We haven't seen another big budget AI commercial. I suspect the Real Magic commercial was done for the novelty.
@GG I suspect they just did multiple calls to whatever their "Real Magic AI" thing was and selected the best versions. I think 4k dollars of inference compute sounds pretty close. The models they're using are too low-quality to motivate spending more than that.
@MalachiteEagle
> Like what is the maximum amount of inference compute in dollar money someone has spent on generating a single video right now with AI?
For reference, this 3 minute video cost $16 (a full 1.5 hour movie would cost around $200). Given the quality, I don't think anyone would pay even $1 for such a movie.
Costs need to come down by 2 OOM or quality needs to dramatically improve. Most likely both will happen simultaneously, since as cost comes down it's easier to experiment leading to higher quality.
If we imagine a curve like this:

Where we as "what is the longest video clip that AI can generate such that a human would enjoy watching it with 50% rate?" I would say that we are currently around the 30 second mark.
Suppose the doubling rate is exactly the same (1 doubling every 7 months), then we will have 5 doublings = a factor of 32 between now and early 2028.
So (take this with a huge grain of salt), I would expect that in 2028 we will be able to generate a video about 15 minutes long, and we wouldn't be able to generate a "movie" (2 hours) until 1.5 years after that (late 2029).
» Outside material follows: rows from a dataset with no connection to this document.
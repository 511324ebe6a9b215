use serde::Serialize;

#[derive(Debug, Clone, Copy, PartialEq, Eq, Hash, PartialOrd, Ord, Serialize)]
pub enum VanillaModule {
    BigButton,
    Keypad,
    Maze,
    Memory,
    Morse,
    Password,
    Simon,
    Venn,
    WhosOnFirst,
    WireSequence,
    Wires,
    NeedyCapacitor,
    NeedyKnob,
    NeedyVentGas,
}

impl VanillaModule {
    pub const SOLVABLE: [VanillaModule; 11] = [
        VanillaModule::BigButton,
        VanillaModule::Keypad,
        VanillaModule::Maze,
        VanillaModule::Memory,
        VanillaModule::Morse,
        VanillaModule::Password,
        VanillaModule::Simon,
        VanillaModule::Venn,
        VanillaModule::WhosOnFirst,
        VanillaModule::WireSequence,
        VanillaModule::Wires,
    ];

    pub const NEEDY: [VanillaModule; 3] =
        [VanillaModule::NeedyCapacitor, VanillaModule::NeedyKnob, VanillaModule::NeedyVentGas];

    /// Exact, case-sensitive lookup by module id.
    pub fn from_id(id: &str) -> Option<Self> {
        Self::SOLVABLE.iter().chain(Self::NEEDY.iter()).copied().find(|m| m.id() == id)
    }

    pub fn id(self) -> &'static str {
        match self {
            VanillaModule::BigButton => "BigButton",
            VanillaModule::Keypad => "Keypad",
            VanillaModule::Maze => "Maze",
            VanillaModule::Memory => "Memory",
            VanillaModule::Morse => "Morse",
            VanillaModule::Password => "Password",
            VanillaModule::Simon => "Simon",
            VanillaModule::Venn => "Venn",
            VanillaModule::WhosOnFirst => "WhosOnFirst",
            VanillaModule::WireSequence => "WireSequence",
            VanillaModule::Wires => "Wires",
            VanillaModule::NeedyCapacitor => "NeedyCapacitor",
            VanillaModule::NeedyKnob => "NeedyKnob",
            VanillaModule::NeedyVentGas => "NeedyVentGas",
        }
    }

    pub fn display_name(self) -> &'static str {
        match self {
            VanillaModule::BigButton => "The Button",
            VanillaModule::Simon => "Simon Says",
            VanillaModule::WhosOnFirst => "Who's On First",
            VanillaModule::Morse => "Morse Code",
            VanillaModule::Venn => "Complicated Wires",
            VanillaModule::WireSequence => "Wire Sequence",
            VanillaModule::NeedyCapacitor => "Capacitor Discharge",
            VanillaModule::NeedyKnob => "Knob",
            VanillaModule::NeedyVentGas => "Venting Gas",
            other => other.id(),
        }
    }

    pub fn is_needy(self) -> bool {
        Self::NEEDY.contains(&self)
    }
}

/// Where a module id comes from and how it is played.
#[derive(Debug, Clone, Copy, PartialEq, Eq, Hash, Serialize)]
pub enum ModuleClass {
    VanillaSolvable,
    VanillaNeedy,
    ModSolvable,
    ModNeedy,
}

impl ModuleClass {
    pub fn is_solvable(self) -> bool {
        matches!(self, ModuleClass::VanillaSolvable | ModuleClass::ModSolvable)
    }
}

/// A module id that resolved against the catalog.
#[derive(Debug, Clone, PartialEq, Eq, Hash, Serialize)]
#[serde(rename_all = "PascalCase")]
pub struct ModuleRef {
    pub id: String,
    pub class: ModuleClass,
}

impl ModuleRef {
    pub fn new(id: impl Into<String>, class: ModuleClass) -> Self {
        Self { id: id.into(), class }
    }

    pub(crate) fn vanilla(module: VanillaModule) -> Self {
        let class = if module.is_needy() { ModuleClass::VanillaNeedy } else { ModuleClass::VanillaSolvable };
        Self::new(module.id(), class)
    }
}

bitflags::bitflags! {
    /// Module sources an aggregate pool may draw from.
    #[derive(Debug, Clone, Copy, PartialEq, Eq, Hash, Serialize)]
    pub struct ComponentSource: u8 {
        const BASE = 1 << 0;
        const MODS = 1 << 1;
    }
}

/// The six `ALL_*` keywords.
#[derive(Debug, Clone, Copy, PartialEq, Eq, Hash, Serialize)]
pub enum AggregatePool {
    AllSolvable,
    AllNeedy,
    AllVanilla,
    AllMods,
    AllVanillaNeedy,
    AllModsNeedy,
}

impl AggregatePool {
    pub const ALL: [AggregatePool; 6] = [
        AggregatePool::AllSolvable,
        AggregatePool::AllNeedy,
        AggregatePool::AllVanilla,
        AggregatePool::AllMods,
        AggregatePool::AllVanillaNeedy,
        AggregatePool::AllModsNeedy,
    ];

    /// Exact, case-sensitive keyword match.
    pub fn from_keyword(text: &str) -> Option<Self> {
        Self::ALL.iter().copied().find(|pool| pool.keyword() == text)
    }

    pub fn keyword(self) -> &'static str {
        match self {
            AggregatePool::AllSolvable => "ALL_SOLVABLE",
            AggregatePool::AllNeedy => "ALL_NEEDY",
            AggregatePool::AllVanilla => "ALL_VANILLA",
            AggregatePool::AllMods => "ALL_MODS",
            AggregatePool::AllVanillaNeedy => "ALL_VANILLA_NEEDY",
            AggregatePool::AllModsNeedy => "ALL_MODS_NEEDY",
        }
    }

    pub fn description(self) -> &'static str {
        match self {
            AggregatePool::AllSolvable => "[All solvable modules]",
            AggregatePool::AllNeedy => "[All needy modules]",
            AggregatePool::AllVanilla => "[All vanilla solvable modules]",
            AggregatePool::AllMods => "[All mod solvable modules]",
            AggregatePool::AllVanillaNeedy => "[All vanilla needy modules]",
            AggregatePool::AllModsNeedy => "[All mod needy modules]",
        }
    }

    pub fn sources(self) -> ComponentSource {
        match self {
            AggregatePool::AllSolvable | AggregatePool::AllNeedy => ComponentSource::BASE | ComponentSource::MODS,
            AggregatePool::AllVanilla | AggregatePool::AllVanillaNeedy => ComponentSource::BASE,
            AggregatePool::AllMods | AggregatePool::AllModsNeedy => ComponentSource::MODS,
        }
    }

    pub fn is_needy(self) -> bool {
        matches!(self, AggregatePool::AllNeedy | AggregatePool::AllVanillaNeedy | AggregatePool::AllModsNeedy)
    }
}

/// What a pool slot is filled from.
#[derive(Debug, Clone, PartialEq, Eq, Serialize)]
pub enum PoolContent {
    Aggregate(AggregatePool),
    Profile { name: String, needy: bool, modules: Vec<ModuleRef> },
    Explicit(Vec<ModuleRef>),
    /// Host marker: the mission has `count` bombs beyond the first.
    ExtraBombs,
    /// Host marker carrying one extra bomb's configuration as JSON.
    SerializedBomb { index: usize, config: String },
    /// Host marker: factory mode, index stored in the pool count.
    FactoryMode,
}

#[derive(Debug, Clone, PartialEq, Eq, Serialize)]
#[serde(rename_all = "PascalCase")]
pub struct ModulePoolSpec {
    pub count: u32,
    pub unique: bool,
    pub content: PoolContent,
}

impl ModulePoolSpec {
    pub fn new(count: u32, content: PoolContent) -> Self {
        Self { count, unique: false, content }
    }
}

#[derive(Debug, Clone, PartialEq, Eq, Serialize)]
#[serde(rename_all = "PascalCase")]
pub struct BombConfig {
    /// Seconds.
    pub time_limit: u32,
    pub num_strikes: u32,
    pub time_before_needy_activation: Option<u32>,
    pub optional_widget_count: Option<u32>,
    pub front_face_only: bool,
    pub component_pools: Vec<ModulePoolSpec>,
}

impl BombConfig {
    /// Total number of module slots on the bomb.
    pub fn module_count(&self) -> u64 {
        self.component_pools.iter().map(|pool| u64::from(pool.count)).sum()
    }
}

#[derive(Debug, Clone, Copy, PartialEq, Eq, Hash, Serialize)]
pub enum FactoryMode {
    Static,
    Finite,
    FiniteGlobalTime,
    FiniteGlobalStrikes,
    FiniteGlobalTimeStrikes,
    Infinite,
    InfiniteGlobalTime,
    InfiniteGlobalStrikes,
    InfiniteGlobalTimeStrikes,
}

impl FactoryMode {
    pub const ALL: [FactoryMode; 9] = [
        FactoryMode::Static,
        FactoryMode::Finite,
        FactoryMode::FiniteGlobalTime,
        FactoryMode::FiniteGlobalStrikes,
        FactoryMode::FiniteGlobalTimeStrikes,
        FactoryMode::Infinite,
        FactoryMode::InfiniteGlobalTime,
        FactoryMode::InfiniteGlobalStrikes,
        FactoryMode::InfiniteGlobalTimeStrikes,
    ];

    /// Case-insensitive lookup of a `factory:` value.
    pub fn from_id(id: &str) -> Option<Self> {
        Self::ALL.iter().copied().find(|mode| mode.id().eq_ignore_ascii_case(id))
    }

    pub fn id(self) -> &'static str {
        match self {
            FactoryMode::Static => "static",
            FactoryMode::Finite => "finite",
            FactoryMode::FiniteGlobalTime => "finitegtime",
            FactoryMode::FiniteGlobalStrikes => "finitegstrikes",
            FactoryMode::FiniteGlobalTimeStrikes => "finitegtimestrikes",
            FactoryMode::Infinite => "infinite",
            FactoryMode::InfiniteGlobalTime => "infinitegtime",
            FactoryMode::InfiniteGlobalStrikes => "infinitegstrikes",
            FactoryMode::InfiniteGlobalTimeStrikes => "infinitegtimestrikes",
        }
    }

    pub fn display_name(self) -> &'static str {
        match self {
            FactoryMode::Static => "Factory: Static",
            FactoryMode::Finite => "Factory: Finite",
            FactoryMode::FiniteGlobalTime => "Factory: Finite + global time",
            FactoryMode::FiniteGlobalStrikes => "Factory: Finite + global strikes",
            FactoryMode::FiniteGlobalTimeStrikes => "Factory: Finite + global time and strikes",
            FactoryMode::Infinite => "Factory: Infinite",
            FactoryMode::InfiniteGlobalTime => "Factory: Infinite + global time",
            FactoryMode::InfiniteGlobalStrikes => "Factory: Infinite + global strikes",
            FactoryMode::InfiniteGlobalTimeStrikes => "Factory: Infinite + global time and strikes",
        }
    }

    /// Position in [`FactoryMode::ALL`], which is what the host expects.
    pub fn index(self) -> u32 {
        Self::ALL.iter().position(|mode| *mode == self).unwrap_or_default() as u32
    }
}

/// Value of a `ruleseed:` setting.
#[derive(Debug, Clone, Copy, PartialEq, Eq, Serialize)]
pub enum RuleSeed {
    Fixed(u32),
    Random,
}

#[derive(Debug, Clone, Copy, PartialEq, Eq, Serialize)]
#[serde(rename_all = "PascalCase")]
pub struct RuleSeedSetting {
    pub requested: RuleSeed,
    /// The seed to hand to the host.
    pub value: u32,
}

/// Host hook that applies a rule seed before the mission starts.
pub trait RuleSeedSink {
    fn set_rule_seed(&mut self, seed: u32);
}

/// A compiled mission.
#[derive(Debug, Clone, PartialEq, Eq, Serialize)]
#[serde(rename_all = "PascalCase")]
pub struct MissionSpec {
    pub display_name: String,
    /// Finalized bombs in mission order.
    pub bombs: Vec<BombConfig>,
    /// The first bomb with the host marker pools appended.
    pub generator_setting: BombConfig,
    pub pacing_events_enabled: bool,
    pub factory_mode: Option<FactoryMode>,
    pub rule_seed: Option<RuleSeedSetting>,
    /// Profile names referenced by each bomb, aligned with `bombs`.
    pub module_profiles: Vec<Vec<String>>,
}

impl MissionSpec {
    /// Push the resolved rule seed into the host. Returns `false` when the
    /// mission did not ask for one.
    pub fn apply_rule_seed(&self, sink: &mut dyn RuleSeedSink) -> bool {
        match self.rule_seed {
            Some(setting) => {
                sink.set_rule_seed(setting.value);
                true
            }
            None => false,
        }
    }
}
Of course, that curve could bend in either direction. For one thing, movie generation hasn't been a primary focus of most AI labs. (Runs tend to be in the millions of dollars for video models vs billions for the largest LLM runs). Movie generation will also get a huge boost from "fully multimodal out" models (similar to the 4o model that started the studio Ghibli craze). It's hard to know when exactly someone will train fully-multimodal video+images+text+sound input+output model, but I strongly suspect it won't happen until the inference cost for generating a video drops from a few dollars a minute (currently) to a few cents.
If I fully believed the curve above, I should probably sell my "yes" shares. But I think there is significantly room for surprise to the up side.
The most likely reasons the curve would bend down instead of up would be: the AI boom fizzles and people stop investing billions of dollars training models. or: China invades Taiwan and as a result TSMC is destroyed and Moore's law is set back by 2-4 years (Intel is behind, but they aren't that far behind).
Personally I have a hard time believing the AI boom will fizzle in the next 3 years. We still have a lot of headroom in how much we can improve reasoning-style models in ways that are clearly economically valuable, and that's not even touching on adjacent areas like robotics.
Manifold is also relatively optimistic about Taiwan.
I should also emphasize that $200 is how much it would cost to generate a 2-hour film using a python script that I wrote in 1 weekend. If for some reason you wanted to spend much more, you could get a significant boost in quality.
Here are some things you could do (in order of how practical they are):
* You could use a better video model (Say VEO2 instead of Wan, this would double the price)
* You could use a more expensive LLM (I would recommend GPT 4.5) for tasks like generating a script and converting it to a sequence of shots. (This would cost a few dollars per minute, so add a few hundred dollars for the entire film)
* You could fine-tune a LORA on each character in your film in order to guarantee near-perfect subject coherence throughout the film. (This costs $6/character so for a film with dozens of characters that appear in more than one shot this could be $100's)
* You could use a video-reasoning model (such as Gemini) to rate video clips and choose the "best out of 10" or something like this. (Assume we simply 10x the price of generating the film from $200 to $2000)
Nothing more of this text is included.